» **Task directions**
Every record must be restated exactly as written.

» **Data to process**

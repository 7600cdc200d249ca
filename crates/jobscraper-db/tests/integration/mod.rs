pub mod common;
pub mod job_store_tests;
use utoipa::OpenApi;

#[derive(OpenApi)]
#[openapi(
    info(
        title = "jobscraper API",
        version = "0.2.0",
        description = "Scheduled job-posting acquisition with LLM enrichment."
    ),
    paths(
        crate::routes::run_scraper,
        crate::routes::scraper_status,
        crate::routes::list_jobs,
        crate::routes::metrics,
        crate::routes::health,
    ),
    components(schemas(
        crate::dto::RunScraperResponse,
        crate::dto::ScraperStatusResponse,
        crate::dto::JobResponse,
        crate::dto::JobListResponse,
        crate::dto::OperationResponse,
        crate::dto::MetricsResponse,
        crate::dto::HealthResponse,
        crate::dto::ErrorResponse,
    )),
    tags(
        (name = "scrapers", description = "Manual runs and run status"),
        (name = "jobs", description = "Stored job postings"),
        (name = "system", description = "Health and metrics"),
    ),
    modifiers(&SecurityAddon)
)]
pub struct ApiDoc;

/// Adds Bearer token security scheme to the OpenAPI spec.
struct SecurityAddon;

impl utoipa::Modify for SecurityAddon {
    fn modify(&self, openapi: &mut utoipa::openapi::OpenApi) {
        if let Some(components) = openapi.components.as_mut() {
            components.add_security_scheme(
                "bearer",
                utoipa::openapi::security::SecurityScheme::Http(
                    utoipa::openapi::security::HttpBuilder::new()
                        .scheme(utoipa::openapi::security::HttpAuthScheme::Bearer)
                        .bearer_format("token")
                        .description(Some(
                            "API key. Set via JOBSCRAPER_SERVER_API_KEY environment variable.",
                        ))
                        .build(),
                ),
            );
        }
    }
}
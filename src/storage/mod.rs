//! Object storage for product images.
//!
//! Blobs live as plain files in one bucket directory and are served back through the
//! router at `/storage/<bucket>/<name>`. The store never renames or overwrites: callers
//! pick collision-resistant names with [`unique_name`].

use std::path::{Path, PathBuf};
use std::time::{Duration, SystemTime};

use chrono::Utc;
use tokio::io::AsyncWriteExt;

use crate::errors::AppError;

/// Bucket holding product images.
pub const BUCKET: &str = "product-images";

/// Filesystem-backed image bucket.
#[derive(Debug, Clone)]
pub struct ImageStore {
    root: PathBuf,
    public_base_url: String,
    max_bytes: usize,
}

impl ImageStore {
    /// Open (creating if needed) the bucket under `upload_dir`.
    pub async fn open(
        upload_dir: &Path,
        public_base_url: &str,
        max_bytes: usize,
    ) -> Result<Self, AppError> {
        let root = upload_dir.join(BUCKET);
        tokio::fs::create_dir_all(&root).await?;
        Ok(Self {
            root,
            public_base_url: public_base_url.trim_end_matches('/').to_string(),
            max_bytes,
        })
    }

    /// Directory served under the public storage route.
    pub fn root(&self) -> &Path {
        &self.root
    }

    /// Public URL for a stored name.
    pub fn public_url(&self, name: &str) -> String {
        format!("{}/storage/{}/{}", self.public_base_url, BUCKET, name)
    }

    /// Reverse of [`public_url`](Self::public_url); `None` for URLs outside this bucket.
    pub fn name_from_url(&self, url: &str) -> Option<String> {
        let prefix = format!("{}/storage/{}/", self.public_base_url, BUCKET);
        url.strip_prefix(&prefix)
            .filter(|name| is_valid_name(name))
            .map(str::to_string)
    }

    /// Store `bytes` under `name` and return its public URL.
    pub async fn upload(&self, bytes: &[u8], name: &str) -> Result<String, AppError> {
        if !is_valid_name(name) {
            return Err(AppError::Storage(format!("Invalid object name '{}'", name)));
        }
        if bytes.len() > self.max_bytes {
            return Err(AppError::Storage(format!(
                "Object exceeds storage quota of {} bytes",
                self.max_bytes
            )));
        }

        let path = self.root.join(name);
        let mut file = match tokio::fs::OpenOptions::new()
            .write(true)
            .create_new(true)
            .open(&path)
            .await
        {
            Ok(file) => file,
            Err(e) if e.kind() == std::io::ErrorKind::AlreadyExists => {
                return Err(AppError::Storage(format!(
                    "An object named '{}' already exists",
                    name
                )));
            }
            Err(e) => return Err(e.into()),
        };
        let written = async {
            file.write_all(bytes).await?;
            file.sync_all().await
        }
        .await;
        drop(file);
        discard_partial(&path, written).await?;

        tracing::info!(name = %name, size = bytes.len(), "Image stored");
        Ok(self.public_url(name))
    }

    /// Delete a stored object.
    pub async fn remove(&self, name: &str) -> Result<(), AppError> {
        if !is_valid_name(name) {
            return Err(AppError::Storage(format!("Invalid object name '{}'", name)));
        }
        tokio::fs::remove_file(self.root.join(name)).await?;
        tracing::info!(name = %name, "Image removed");
        Ok(())
    }

    /// Names of stored objects last written at least `min_age` ago, sorted.
    pub async fn list_older_than(&self, min_age: Duration) -> Result<Vec<String>, AppError> {
        let now = SystemTime::now();
        let mut names = Vec::new();
        let mut entries = tokio::fs::read_dir(&self.root).await?;
        while let Some(entry) = entries.next_entry().await? {
            let metadata = entry.metadata().await?;
            if !metadata.is_file() {
                continue;
            }
            let age = metadata
                .modified()
                .ok()
                .and_then(|modified| now.duration_since(modified).ok())
                .unwrap_or_default();
            if age >= min_age {
                names.push(entry.file_name().to_string_lossy().to_string());
            }
        }
        names.sort();
        Ok(names)
    }
}

fn is_valid_name(name: &str) -> bool {
    !name.is_empty()
        && name != "."
        && name != ".."
        && !name.contains(['/', '\\'])
        && !name.chars().any(char::is_control)
}

/// Build a collision-resistant object name: `<unix-millis>-<sanitized filename>`.
pub fn unique_name(original_filename: &str) -> String {
    format!(
        "{}-{}",
        Utc::now().timestamp_millis(),
        sanitize_filename(original_filename)
    )
}

fn sanitize_filename(original: &str) -> String {
    let base = original
        .rsplit(['/', '\\'])
        .next()
        .unwrap_or_default()
        .trim();
    let cleaned: String = base
        .chars()
        .map(|c| {
            if c.is_ascii_alphanumeric() || matches!(c, '.' | '-' | '_') {
                c
            } else {
                '-'
            }
        })
        .collect();
    let cleaned = cleaned.trim_start_matches('.');
    if cleaned.is_empty() {
        "image".to_string()
    } else {
        cleaned.to_string()
    }
}

/// Reject non-image content types, empty files and oversize files.
pub fn validate_image(
    content_type: Option<&str>,
    size: usize,
    max_bytes: usize,
) -> Result<(), AppError> {
    let is_image = content_type
        .map(|ct| ct.trim().to_ascii_lowercase().starts_with("image/"))
        .unwrap_or(false);
    if !is_image {
        return Err(AppError::Validation(
            "Please select a valid image file (PNG, JPG, WEBP)".to_string(),
        ));
    }
    if size == 0 {
        return Err(AppError::Validation("Empty file provided".to_string()));
    }
    if size > max_bytes {
        return Err(AppError::Validation(format!(
            "Image file size must be less than {}MB",
            max_bytes / 1024 / 1024
        )));
    }
    Ok(())
}

/// Remove a half-written object so a failed upload leaves nothing in the bucket.
async fn discard_partial(path: &Path, written: std::io::Result<()>) -> Result<(), AppError> {
    let Err(err) = written else {
        return Ok(());
    };
    if let Err(cleanup) = tokio::fs::remove_file(path).await {
        tracing::warn!(path = %path.display(), "Could not remove partial upload: {}", cleanup);
    }
    Err(err.into())
}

» **Result of the task**
repository 7600cdc200d249ca
filename crates/jobscraper-db/tests/integration/mod.rs
pub mod common;
pub mod job_store_tests;
use utoipa::OpenApi;

#[derive(OpenApi)]
#[openapi(
    info(
        title = "jobscraper API",
        version = "0.2.0",
        description = "Scheduled job-posting acquisition with LLM enrichment."
    ),
    paths(
        crate::routes::run_scraper,
        crate::routes::scraper_status,
        crate::routes::list_jobs,
        crate::routes::metrics,
        crate::routes::health,
    ),
    components(schemas(
        crate::dto::RunScraperResponse,
        crate::dto::ScraperStatusResponse,
        crate::dto::JobResponse,
        crate::dto::JobListResponse,
        crate::dto::OperationResponse,
        crate::dto::MetricsResponse,
        crate::dto::HealthResponse,
        crate::dto::ErrorResponse,
    )),
    tags(
        (name = "scrapers", description = "Manual runs and run status"),
        (name = "jobs", description = "Stored job postings"),
        (name = "system", description = "Health and metrics"),
    ),
    modifiers(&SecurityAddon)
)]
pub struct ApiDoc;

/// Adds Bearer token security scheme to the OpenAPI spec.
struct SecurityAddon;

impl utoipa::Modify for SecurityAddon {
    fn modify(&self, openapi: &mut utoipa::openapi::OpenApi) {
        if let Some(components) = openapi.components.as_mut() {
            components.add_security_scheme(
                "bearer",
                utoipa::openapi::security::SecurityScheme::Http(
                    utoipa::openapi::security::HttpBuilder::new()
                        .scheme(utoipa::openapi::security::HttpAuthScheme::Bearer)
                        .bearer_format("token")
                        .description(Some(
                            "API key. Set via JOBSCRAPER_SERVER_API_KEY environment variable.",
                        ))
                        .build(),
                ),
            );
        }
    }
}
filename src/storage/mod.rs
//! Object storage for product images.
//!
//! Blobs live as plain files in one bucket directory and are served back through the
//! router at `/storage/<bucket>/<name>`. The store never renames or overwrites: callers
//! pick collision-resistant names with [`unique_name`].

use std::path::{Path, PathBuf};
use std::time::{Duration, SystemTime};

use chrono::Utc;
use tokio::io::AsyncWriteExt;

use crate::errors::AppError;

/// Bucket holding product images.
pub const BUCKET: &str = "product-images";

/// Filesystem-backed image bucket.
#[derive(Debug, Clone)]
pub struct ImageStore {
    root: PathBuf,
    public_base_url: String,
    max_bytes: usize,
}

impl ImageStore {
    /// Open (creating if needed) the bucket under `upload_dir`.
    pub async fn open(
        upload_dir: &Path,
        public_base_url: &str,
        max_bytes: usize,
    ) -> Result<Self, AppError> {
        let root = upload_dir.join(BUCKET);
        tokio::fs::create_dir_all(&root).await?;
        Ok(Self {
            root,
            public_base_url: public_base_url.trim_end_matches('/').to_string(),
            max_bytes,
        })
    }

    /// Directory served under the public storage route.
    pub fn root(&self) -> &Path {
        &self.root
    }

    /// Public URL for a stored name.
    pub fn public_url(&self, name: &str) -> String {
        format!("{}/storage/{}/{}", self.public_base_url, BUCKET, name)
    }

    /// Reverse of [`public_url`](Self::public_url); `None` for URLs outside this bucket.
    pub fn name_from_url(&self, url: &str) -> Option<String> {
        let prefix = format!("{}/storage/{}/", self.public_base_url, BUCKET);
        url.strip_prefix(&prefix)
            .filter(|name| is_valid_name(name))
            .map(str::to_string)
    }

    /// Store `bytes` under `name` and return its public URL.
    pub async fn upload(&self, bytes: &[u8], name: &str) -> Result<String, AppError> {
        if !is_valid_name(name) {
            return Err(AppError::Storage(format!("Invalid object name '{}'", name)));
        }
        if bytes.len() > self.max_bytes {
            return Err(AppError::Storage(format!(
                "Object exceeds storage quota of {} bytes",
                self.max_bytes
            )));
        }

        let path = self.root.join(name);
        let mut file = match tokio::fs::OpenOptions::new()
            .write(true)
            .create_new(true)
            .open(&path)
            .await
        {
            Ok(file) => file,
            Err(e) if e.kind() == std::io::ErrorKind::AlreadyExists => {
                return Err(AppError::Storage(format!(
                    "An object named '{}' already exists",
                    name
                )));
            }
            Err(e) => return Err(e.into()),
        };
        let written = async {
            file.write_all(bytes).await?;
            file.sync_all().await
        }
        .await;
        drop(file);
        discard_partial(&path, written).await?;

        tracing::info!(name = %name, size = bytes.len(), "Image stored");
        Ok(self.public_url(name))
    }

    /// Delete a stored object.
    pub async fn remove(&self, name: &str) -> Result<(), AppError> {
        if !is_valid_name(name) {
            return Err(AppError::Storage(format!("Invalid object name '{}'", name)));
        }
        tokio::fs::remove_file(self.root.join(name)).await?;
        tracing::info!(name = %name, "Image removed");
        Ok(())
    }

    /// Names of stored objects last written at least `min_age` ago, sorted.
    pub async fn list_older_than(&self, min_age: Duration) -> Result<Vec<String>, AppError> {
        let now = SystemTime::now();
        let mut names = Vec::new();
        let mut entries = tokio::fs::read_dir(&self.root).await?;
        while let Some(entry) = entries.next_entry().await? {
            let metadata = entry.metadata().await?;
            if !metadata.is_file() {
                continue;
            }
            let age = metadata
                .modified()
                .ok()
                .and_then(|modified| now.duration_since(modified).ok())
                .unwrap_or_default();
            if age >= min_age {
                names.push(entry.file_name().to_string_lossy().to_string());
            }
        }
        names.sort();
        Ok(names)
    }
}

fn is_valid_name(name: &str) -> bool {
    !name.is_empty()
        && name != "."
        && name != ".."
        && !name.contains(['/', '\\'])
        && !name.chars().any(char::is_control)
}

/// Build a collision-resistant object name: `<unix-millis>-<sanitized filename>`.
pub fn unique_name(original_filename: &str) -> String {
    format!(
        "{}-{}",
        Utc::now().timestamp_millis(),
        sanitize_filename(original_filename)
    )
}

fn sanitize_filename(original: &str) -> String {
    let base = original
        .rsplit(['/', '\\'])
        .next()
        .unwrap_or_default()
        .trim();
    let cleaned: String = base
        .chars()
        .map(|c| {
            if c.is_ascii_alphanumeric() || matches!(c, '.' | '-' | '_') {
                c
            } else {
                '-'
            }
        })
        .collect();
    let cleaned = cleaned.trim_start_matches('.');
    if cleaned.is_empty() {
        "image".to_string()
    } else {
        cleaned.to_string()
    }
}

/// Reject non-image content types, empty files and oversize files.
pub fn validate_image(
    content_type: Option<&str>,
    size: usize,
    max_bytes: usize,
) -> Result<(), AppError> {
    let is_image = content_type
        .map(|ct| ct.trim().to_ascii_lowercase().starts_with("image/"))
        .unwrap_or(false);
    if !is_image {
        return Err(AppError::Validation(
            "Please select a valid image file (PNG, JPG, WEBP)".to_string(),
        ));
    }
    if size == 0 {
        return Err(AppError::Validation("Empty file provided".to_string()));
    }
    if size > max_bytes {
        return Err(AppError::Validation(format!(
            "Image file size must be less than {}MB",
            max_bytes / 1024 / 1024
        )));
    }
    Ok(())
}

/// Remove a half-written object so a failed upload leaves nothing in the bucket.
async fn discard_partial(path: &Path, written: std::io::Result<()>) -> Result<(), AppError> {
    let Err(err) = written else {
        return Ok(());
    };
    if let Err(cleanup) = tokio::fs::remove_file(path).await {
        tracing::warn!(path = %path.display(), "Could not remove partial upload: {}", cleanup);
    }
    Err(err.into())
}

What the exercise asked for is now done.